Martin P. Hellwig martin.hellwig at dcuktec.org
Wed Aug 5 10:46:13 EDT 2009


Hi List,

On several occasions I have needed (and build) a parser that reads a 
binary piece of data with custom structure. For example (bogus one):

BE
+---------+---------+-------------+-------------+------+--------+
| Version | Command | Instruction | Data Length | Data | Filler |
+---------+---------+-------------+-------------+------+--------+
Version: 6 bits
Command: 4 bits
Instruction: 5 bits
Data Length: 5 bits
Data: 0-31 bits
Filler: filling 0 bits to make the packet dividable by 8

what I usually do is read the packet in binary mode, convert the output 
to a concatenated 'binary string'(i.e. '0101011000110') and then use 
slice indeces to get the right data portions.
Depending on what I need to do with these portions I convert them to 
whatever is handy (usually an integer).

This works out fine for me.
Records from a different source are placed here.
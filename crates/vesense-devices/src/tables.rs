//! ---
//! vs_section: "03-devices"
//! vs_subsection: "module"
//! vs_type: "source"
//! vs_scope: "code"
//! vs_description: "Device models, telemetry sources and polling."
//! vs_version: "v0.0.0-prealpha"
//! vs_owner: "tbd"
//! ---
//! Victron BMV register list.
use crate::model::{Model, Register};

pub const BMV_700_ESSENTIAL: &str = "bmv-700-essential";
pub const BMV_700: &str = "bmv-700";
pub const BMV_702: &str = "bmv-702";
pub const FTP_CAMERA: &str = "ftp-camera";

const ESSENTIAL: &[(&str, Register)] = &[
    ("MainVoltage", Register::new(0xED8D, 0.01, "V", false, 2)),
    ("Current", Register::new(0xED8F, 0.1, "A", true, 1)),
    ("Power", Register::new(0xED8E, 1.0, "W", true, 0)),
];

const HISTORY: &[(&str, Register)] = &[
    ("Consumed", Register::new(0xEEFF, 0.1, "Ah", true, 1)),
    ("StateOfCharge", Register::new(0x0FFF, 0.01, "%", false, 0)),
    ("TimeToGo", Register::new(0x0FFE, 1.0, "min", false, 0)),
    ("Temperature", Register::new(0xEDEC, 0.01, "K", false, 1)),
    ("DepthOfTheDeepestDischarge", Register::new(0x0300, 0.1, "Ah", true, 0)),
    ("DepthOfTheLastDischarge", Register::new(0x0301, 0.1, "Ah", true, 0)),
    ("DepthOfTheAverageDischarge", Register::new(0x0302, 0.1, "Ah", true, 0)),
    ("NumberOfCycles", Register::new(0x0303, 1.0, "", false, 0)),
    ("NumberOfFullDischarges", Register::new(0x0304, 1.0, "", false, 0)),
    ("CumulativeAmpHours", Register::new(0x0305, 0.1, "Ah", true, 0)),
    ("MainVoltageMinimum", Register::new(0x0306, 0.01, "V", false, 2)),
    ("MainVoltageMaximum", Register::new(0x0307, 0.01, "V", false, 2)),
    // raw unit is seconds
    ("HoursSinceFullCharge", Register::new(0x0308, 24.0 / 86400.0, "h", false, 1)),
    ("NumberOfAutomaticSynchronizations", Register::new(0x0309, 1.0, "", false, 0)),
    ("NumberOfLowMainVoltageAlarms", Register::new(0x030A, 1.0, "", false, 0)),
    ("NumberOfHighMainVoltageAlarms", Register::new(0x030B, 1.0, "", false, 0)),
    ("AmountOfDischargedEnergy", Register::new(0x0310, 0.01, "kWh", false, 1)),
    ("AmountOfChargedEnergy", Register::new(0x0311, 0.01, "kWh", false, 1)),
];

const AUX: &[(&str, Register)] = &[
    ("AuxVoltage", Register::new(0xED7D, 0.01, "V", false, 2)),
    ("MidPointVoltage", Register::new(0x0382, 0.01, "V", false, 2)),
    ("MidPointVoltageDeviation", Register::new(0x0383, 0.1, "%", true, 1)),
    ("AuxVoltageMinimum", Register::new(0x030E, 0.01, "V", true, 2)),
    ("AuxVoltageMaximum", Register::new(0x030F, 0.01, "V", true, 2)),
];

/// Every model shipped with the daemon.
pub fn builtin_models() -> Vec<Model> {
    vec![
        Model::new(BMV_700_ESSENTIAL).with_registers(ESSENTIAL),
        Model::new(BMV_700)
            .with_registers(ESSENTIAL)
            .with_registers(HISTORY),
        Model::new(BMV_702)
            .with_registers(ESSENTIAL)
            .with_registers(HISTORY)
            .with_registers(AUX),
        Model::new(FTP_CAMERA),
    ]
}

#[cfg(test)]
mod tests {
    use crate::model::ModelRegistry;

    use super::*;

    #[test]
    fn builtin_tables_nest() {
        let registry = ModelRegistry::builtin();
        assert_eq!(registry.get(BMV_700_ESSENTIAL).unwrap().len(), 3);
        assert_eq!(registry.get(BMV_700).unwrap().len(), 21);
        assert_eq!(registry.get(BMV_702).unwrap().len(), 26);
        assert!(registry.get(FTP_CAMERA).unwrap().is_empty());
    }

    #[test]
    fn essential_registers_match_wire_list() {
        let model = ModelRegistry::builtin().get(BMV_702).unwrap();
        let current = model.register("Current").unwrap();
        assert_eq!(current.address, 0xED8F);
        assert!(current.signed);
        assert_eq!(current.round_decimals, 1);
        let names: Vec<_> = model.registers().take(3).map(|(name, _)| name).collect();
        assert_eq!(names, vec!["MainVoltage", "Current", "Power"]);
    }
}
Most of the time I also put the ASCII art 
diagram of this 'protocol' as a comment in the code, making it more 
readable/understandable.

Though there are a couple of things that bothers me with my approach:
- This seems such a general problem that I think that there must be 
already a general pythonic solution.
- Using a string for binary representation takes at least 8 times more 
memory for the packet than strictly necessary.
- Seems to need a lot of prep work before doing the actual parsing.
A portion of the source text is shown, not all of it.